> [What the task asks]
Two lines mark the range in the entries below: the one holding "Split one complete" and the one holding "if len > MAX_FRAME_LEN". Set down those two and all lines between them, exactly.

*** Opening of Data extracts ***

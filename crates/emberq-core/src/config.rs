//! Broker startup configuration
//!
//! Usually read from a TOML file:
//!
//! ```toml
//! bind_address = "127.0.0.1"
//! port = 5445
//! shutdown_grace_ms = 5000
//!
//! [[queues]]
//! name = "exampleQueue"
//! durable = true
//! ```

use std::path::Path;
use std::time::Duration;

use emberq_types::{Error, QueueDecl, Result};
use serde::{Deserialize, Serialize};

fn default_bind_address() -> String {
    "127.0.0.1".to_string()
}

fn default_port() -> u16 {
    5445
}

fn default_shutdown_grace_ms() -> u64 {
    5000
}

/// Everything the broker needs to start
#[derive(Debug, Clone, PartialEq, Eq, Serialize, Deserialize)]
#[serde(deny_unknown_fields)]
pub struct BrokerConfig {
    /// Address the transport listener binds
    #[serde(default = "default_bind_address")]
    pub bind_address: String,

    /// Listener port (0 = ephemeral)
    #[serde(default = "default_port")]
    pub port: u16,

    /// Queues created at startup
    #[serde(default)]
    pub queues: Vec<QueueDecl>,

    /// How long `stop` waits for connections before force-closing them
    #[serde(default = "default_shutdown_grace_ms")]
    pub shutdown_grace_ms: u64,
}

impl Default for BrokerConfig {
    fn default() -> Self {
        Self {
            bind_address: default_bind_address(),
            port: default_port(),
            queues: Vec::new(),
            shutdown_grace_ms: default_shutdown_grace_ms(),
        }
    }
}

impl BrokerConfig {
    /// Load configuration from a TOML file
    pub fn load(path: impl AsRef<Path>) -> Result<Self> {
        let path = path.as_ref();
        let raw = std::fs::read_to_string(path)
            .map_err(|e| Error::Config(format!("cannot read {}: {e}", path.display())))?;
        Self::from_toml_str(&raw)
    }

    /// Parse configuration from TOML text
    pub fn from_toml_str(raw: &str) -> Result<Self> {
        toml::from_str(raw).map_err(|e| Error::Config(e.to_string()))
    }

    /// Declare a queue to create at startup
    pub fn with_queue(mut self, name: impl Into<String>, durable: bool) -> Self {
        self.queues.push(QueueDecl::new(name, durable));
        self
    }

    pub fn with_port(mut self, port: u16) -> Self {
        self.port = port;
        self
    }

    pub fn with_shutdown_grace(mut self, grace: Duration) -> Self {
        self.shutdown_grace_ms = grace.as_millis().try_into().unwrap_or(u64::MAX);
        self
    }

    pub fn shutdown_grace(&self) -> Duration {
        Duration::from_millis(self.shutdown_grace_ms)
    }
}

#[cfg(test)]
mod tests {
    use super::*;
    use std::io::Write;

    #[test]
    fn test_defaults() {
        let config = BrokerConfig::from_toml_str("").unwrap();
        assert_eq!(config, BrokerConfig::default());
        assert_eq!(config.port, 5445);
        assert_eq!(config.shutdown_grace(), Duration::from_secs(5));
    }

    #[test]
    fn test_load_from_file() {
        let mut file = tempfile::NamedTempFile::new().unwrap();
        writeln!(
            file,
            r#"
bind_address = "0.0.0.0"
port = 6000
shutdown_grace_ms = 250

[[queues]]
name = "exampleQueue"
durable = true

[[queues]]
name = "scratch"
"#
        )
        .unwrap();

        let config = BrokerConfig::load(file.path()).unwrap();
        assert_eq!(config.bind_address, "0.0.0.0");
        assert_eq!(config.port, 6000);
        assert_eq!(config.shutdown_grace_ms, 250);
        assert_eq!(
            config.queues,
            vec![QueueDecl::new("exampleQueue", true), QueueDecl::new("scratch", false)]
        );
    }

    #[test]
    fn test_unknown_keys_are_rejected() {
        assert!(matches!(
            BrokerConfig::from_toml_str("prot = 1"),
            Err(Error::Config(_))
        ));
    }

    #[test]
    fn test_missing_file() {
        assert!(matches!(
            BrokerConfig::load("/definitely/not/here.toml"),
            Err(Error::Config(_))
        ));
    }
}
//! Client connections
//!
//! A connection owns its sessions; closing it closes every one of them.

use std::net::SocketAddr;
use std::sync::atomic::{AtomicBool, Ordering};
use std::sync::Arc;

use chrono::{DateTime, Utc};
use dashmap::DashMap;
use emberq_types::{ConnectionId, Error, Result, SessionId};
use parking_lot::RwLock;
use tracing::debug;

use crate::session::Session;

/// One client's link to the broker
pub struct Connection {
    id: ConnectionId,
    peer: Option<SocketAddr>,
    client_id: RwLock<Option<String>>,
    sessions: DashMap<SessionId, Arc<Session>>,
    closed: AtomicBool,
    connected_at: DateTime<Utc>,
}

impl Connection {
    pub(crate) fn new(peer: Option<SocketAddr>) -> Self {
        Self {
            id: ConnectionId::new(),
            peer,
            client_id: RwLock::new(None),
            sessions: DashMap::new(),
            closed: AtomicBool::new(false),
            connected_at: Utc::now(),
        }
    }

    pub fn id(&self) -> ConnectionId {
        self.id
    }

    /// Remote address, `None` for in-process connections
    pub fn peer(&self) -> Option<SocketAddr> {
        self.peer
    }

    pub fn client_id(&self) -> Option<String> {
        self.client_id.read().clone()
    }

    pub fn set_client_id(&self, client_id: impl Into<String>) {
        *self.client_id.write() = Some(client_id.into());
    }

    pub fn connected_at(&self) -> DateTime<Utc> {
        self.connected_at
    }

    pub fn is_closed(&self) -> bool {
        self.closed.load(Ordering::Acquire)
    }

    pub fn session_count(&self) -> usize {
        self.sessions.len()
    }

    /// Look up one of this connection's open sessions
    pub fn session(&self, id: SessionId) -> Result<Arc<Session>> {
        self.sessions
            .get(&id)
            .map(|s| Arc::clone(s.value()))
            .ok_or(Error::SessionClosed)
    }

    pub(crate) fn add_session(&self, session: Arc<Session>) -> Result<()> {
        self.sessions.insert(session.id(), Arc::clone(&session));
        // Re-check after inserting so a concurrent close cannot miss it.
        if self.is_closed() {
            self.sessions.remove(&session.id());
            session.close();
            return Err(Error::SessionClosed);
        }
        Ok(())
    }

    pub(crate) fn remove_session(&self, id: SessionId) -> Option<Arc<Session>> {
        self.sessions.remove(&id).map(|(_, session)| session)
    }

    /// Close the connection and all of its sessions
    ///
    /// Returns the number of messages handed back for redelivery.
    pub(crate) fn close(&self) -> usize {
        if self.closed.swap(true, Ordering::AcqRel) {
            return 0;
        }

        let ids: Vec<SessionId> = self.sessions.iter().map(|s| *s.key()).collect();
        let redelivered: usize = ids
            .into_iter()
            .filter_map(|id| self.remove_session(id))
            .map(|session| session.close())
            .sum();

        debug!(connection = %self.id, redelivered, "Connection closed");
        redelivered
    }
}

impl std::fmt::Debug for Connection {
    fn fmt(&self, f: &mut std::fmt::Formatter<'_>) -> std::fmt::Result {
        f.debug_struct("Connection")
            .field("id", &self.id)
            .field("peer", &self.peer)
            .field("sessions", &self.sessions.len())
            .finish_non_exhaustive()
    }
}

*** Close of Data extracts ***
*** Opening of Data extracts ***

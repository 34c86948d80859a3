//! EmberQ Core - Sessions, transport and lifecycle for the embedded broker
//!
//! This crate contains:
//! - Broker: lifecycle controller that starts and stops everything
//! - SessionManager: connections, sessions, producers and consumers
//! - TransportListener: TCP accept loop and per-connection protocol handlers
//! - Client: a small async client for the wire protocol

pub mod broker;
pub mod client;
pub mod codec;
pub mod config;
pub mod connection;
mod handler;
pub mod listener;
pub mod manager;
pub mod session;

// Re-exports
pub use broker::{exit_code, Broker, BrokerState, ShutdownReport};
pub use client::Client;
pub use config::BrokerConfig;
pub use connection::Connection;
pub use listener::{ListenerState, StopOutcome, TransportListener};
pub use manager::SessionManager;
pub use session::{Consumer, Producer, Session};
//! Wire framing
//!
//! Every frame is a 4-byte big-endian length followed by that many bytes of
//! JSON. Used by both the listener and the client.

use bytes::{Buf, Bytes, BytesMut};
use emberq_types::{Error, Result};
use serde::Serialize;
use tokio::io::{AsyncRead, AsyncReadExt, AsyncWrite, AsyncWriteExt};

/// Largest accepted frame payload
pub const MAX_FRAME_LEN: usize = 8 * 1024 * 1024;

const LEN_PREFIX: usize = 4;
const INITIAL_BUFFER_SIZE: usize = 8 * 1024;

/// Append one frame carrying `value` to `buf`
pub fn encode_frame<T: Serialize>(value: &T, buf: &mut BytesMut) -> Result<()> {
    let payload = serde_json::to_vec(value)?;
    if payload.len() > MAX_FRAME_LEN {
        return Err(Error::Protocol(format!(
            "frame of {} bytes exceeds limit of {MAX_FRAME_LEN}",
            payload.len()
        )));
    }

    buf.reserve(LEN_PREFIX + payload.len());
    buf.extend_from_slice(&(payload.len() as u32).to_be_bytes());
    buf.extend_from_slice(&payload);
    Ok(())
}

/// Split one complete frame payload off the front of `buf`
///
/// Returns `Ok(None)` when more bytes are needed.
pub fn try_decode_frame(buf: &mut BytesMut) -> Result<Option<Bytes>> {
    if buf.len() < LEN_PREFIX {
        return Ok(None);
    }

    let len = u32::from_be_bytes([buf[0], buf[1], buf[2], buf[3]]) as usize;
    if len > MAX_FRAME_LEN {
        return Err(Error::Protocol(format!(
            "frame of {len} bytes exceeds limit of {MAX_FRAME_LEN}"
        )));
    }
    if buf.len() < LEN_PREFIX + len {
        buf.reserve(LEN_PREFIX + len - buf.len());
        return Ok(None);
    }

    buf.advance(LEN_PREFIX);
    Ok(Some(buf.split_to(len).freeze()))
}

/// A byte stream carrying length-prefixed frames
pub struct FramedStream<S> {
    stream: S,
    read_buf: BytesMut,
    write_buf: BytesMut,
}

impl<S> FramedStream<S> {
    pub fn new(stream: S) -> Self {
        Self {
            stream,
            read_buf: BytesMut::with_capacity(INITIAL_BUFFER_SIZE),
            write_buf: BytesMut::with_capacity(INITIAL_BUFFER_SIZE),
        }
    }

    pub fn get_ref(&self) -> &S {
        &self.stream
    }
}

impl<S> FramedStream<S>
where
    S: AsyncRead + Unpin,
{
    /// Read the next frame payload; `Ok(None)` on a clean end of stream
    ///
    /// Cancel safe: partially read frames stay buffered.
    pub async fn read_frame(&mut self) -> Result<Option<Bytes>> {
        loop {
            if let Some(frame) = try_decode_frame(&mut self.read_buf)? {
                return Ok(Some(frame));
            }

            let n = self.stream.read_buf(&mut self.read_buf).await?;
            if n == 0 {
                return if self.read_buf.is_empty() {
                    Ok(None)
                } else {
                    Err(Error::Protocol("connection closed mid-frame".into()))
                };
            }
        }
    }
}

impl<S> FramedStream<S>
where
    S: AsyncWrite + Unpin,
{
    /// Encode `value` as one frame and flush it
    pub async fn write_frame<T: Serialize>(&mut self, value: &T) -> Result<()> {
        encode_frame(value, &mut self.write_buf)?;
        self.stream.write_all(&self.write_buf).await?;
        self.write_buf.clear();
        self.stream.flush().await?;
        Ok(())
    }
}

*** Close of Data extracts ***
*** Opening of Data extracts ***

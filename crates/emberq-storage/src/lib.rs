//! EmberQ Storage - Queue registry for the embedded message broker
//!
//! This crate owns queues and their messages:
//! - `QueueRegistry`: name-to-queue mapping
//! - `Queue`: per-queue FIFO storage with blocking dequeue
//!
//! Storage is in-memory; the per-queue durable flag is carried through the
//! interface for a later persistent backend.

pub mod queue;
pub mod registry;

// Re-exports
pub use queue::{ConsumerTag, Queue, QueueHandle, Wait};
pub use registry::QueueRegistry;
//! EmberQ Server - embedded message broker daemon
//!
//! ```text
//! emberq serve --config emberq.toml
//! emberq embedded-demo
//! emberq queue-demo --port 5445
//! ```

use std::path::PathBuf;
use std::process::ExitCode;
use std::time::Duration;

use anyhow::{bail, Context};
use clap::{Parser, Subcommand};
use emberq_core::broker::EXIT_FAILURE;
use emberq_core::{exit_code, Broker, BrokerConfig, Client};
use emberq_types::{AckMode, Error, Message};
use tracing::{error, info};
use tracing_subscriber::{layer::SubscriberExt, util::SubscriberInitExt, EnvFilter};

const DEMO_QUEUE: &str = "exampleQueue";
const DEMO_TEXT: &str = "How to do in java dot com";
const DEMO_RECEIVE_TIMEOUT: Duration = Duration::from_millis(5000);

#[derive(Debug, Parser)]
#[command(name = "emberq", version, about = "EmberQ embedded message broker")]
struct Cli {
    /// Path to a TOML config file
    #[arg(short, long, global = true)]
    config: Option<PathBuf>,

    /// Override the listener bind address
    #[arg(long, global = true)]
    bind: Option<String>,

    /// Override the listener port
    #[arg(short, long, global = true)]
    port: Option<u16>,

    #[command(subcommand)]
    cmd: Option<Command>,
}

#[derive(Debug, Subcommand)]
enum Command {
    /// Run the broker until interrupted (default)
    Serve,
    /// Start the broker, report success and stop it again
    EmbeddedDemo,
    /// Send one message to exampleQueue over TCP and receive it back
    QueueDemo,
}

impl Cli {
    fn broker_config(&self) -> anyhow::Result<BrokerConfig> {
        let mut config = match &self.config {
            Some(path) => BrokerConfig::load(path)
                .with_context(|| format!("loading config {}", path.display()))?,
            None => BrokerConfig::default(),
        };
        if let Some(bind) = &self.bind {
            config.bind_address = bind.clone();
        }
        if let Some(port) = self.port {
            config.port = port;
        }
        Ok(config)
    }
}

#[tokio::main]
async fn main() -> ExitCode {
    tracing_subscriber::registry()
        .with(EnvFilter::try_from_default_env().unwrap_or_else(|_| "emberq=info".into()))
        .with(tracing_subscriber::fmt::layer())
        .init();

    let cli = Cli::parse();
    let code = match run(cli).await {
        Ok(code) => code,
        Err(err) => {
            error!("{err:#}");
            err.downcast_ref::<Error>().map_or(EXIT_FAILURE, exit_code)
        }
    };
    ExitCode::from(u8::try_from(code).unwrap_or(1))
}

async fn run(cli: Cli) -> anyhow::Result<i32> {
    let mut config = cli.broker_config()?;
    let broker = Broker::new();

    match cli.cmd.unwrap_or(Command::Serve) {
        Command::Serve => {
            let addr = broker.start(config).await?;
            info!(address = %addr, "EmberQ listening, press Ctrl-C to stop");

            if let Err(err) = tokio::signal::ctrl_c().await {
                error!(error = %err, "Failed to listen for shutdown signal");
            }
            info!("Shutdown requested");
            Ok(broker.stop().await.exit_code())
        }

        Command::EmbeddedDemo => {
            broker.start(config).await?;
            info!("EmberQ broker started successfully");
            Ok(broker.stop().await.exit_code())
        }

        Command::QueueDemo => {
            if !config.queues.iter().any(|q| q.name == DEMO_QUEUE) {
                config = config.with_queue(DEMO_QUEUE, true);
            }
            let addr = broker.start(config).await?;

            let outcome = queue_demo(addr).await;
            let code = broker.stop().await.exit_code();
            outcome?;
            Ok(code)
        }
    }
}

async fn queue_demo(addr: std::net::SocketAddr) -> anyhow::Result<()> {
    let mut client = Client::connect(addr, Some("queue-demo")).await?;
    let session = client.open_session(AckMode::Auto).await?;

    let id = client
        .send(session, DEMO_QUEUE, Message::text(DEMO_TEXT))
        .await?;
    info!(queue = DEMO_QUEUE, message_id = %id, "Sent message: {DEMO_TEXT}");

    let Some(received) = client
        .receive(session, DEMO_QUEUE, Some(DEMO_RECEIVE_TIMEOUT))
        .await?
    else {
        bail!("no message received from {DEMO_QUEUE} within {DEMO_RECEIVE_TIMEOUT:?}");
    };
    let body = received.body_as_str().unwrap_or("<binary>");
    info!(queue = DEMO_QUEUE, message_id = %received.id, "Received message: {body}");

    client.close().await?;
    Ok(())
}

*** Close of Data extracts ***

> [Exercise solution]
/// Split one complete frame payload off the front of `buf`
///
/// Returns `Ok(None)` when more bytes are needed.
pub fn try_decode_frame(buf: &mut BytesMut) -> Result<Option<Bytes>> {
    if buf.len() < LEN_PREFIX {
        return Ok(None);
    }

    let len = u32::from_be_bytes([buf[0], buf[1], buf[2], buf[3]]) as usize;
    if len > MAX_FRAME_LEN {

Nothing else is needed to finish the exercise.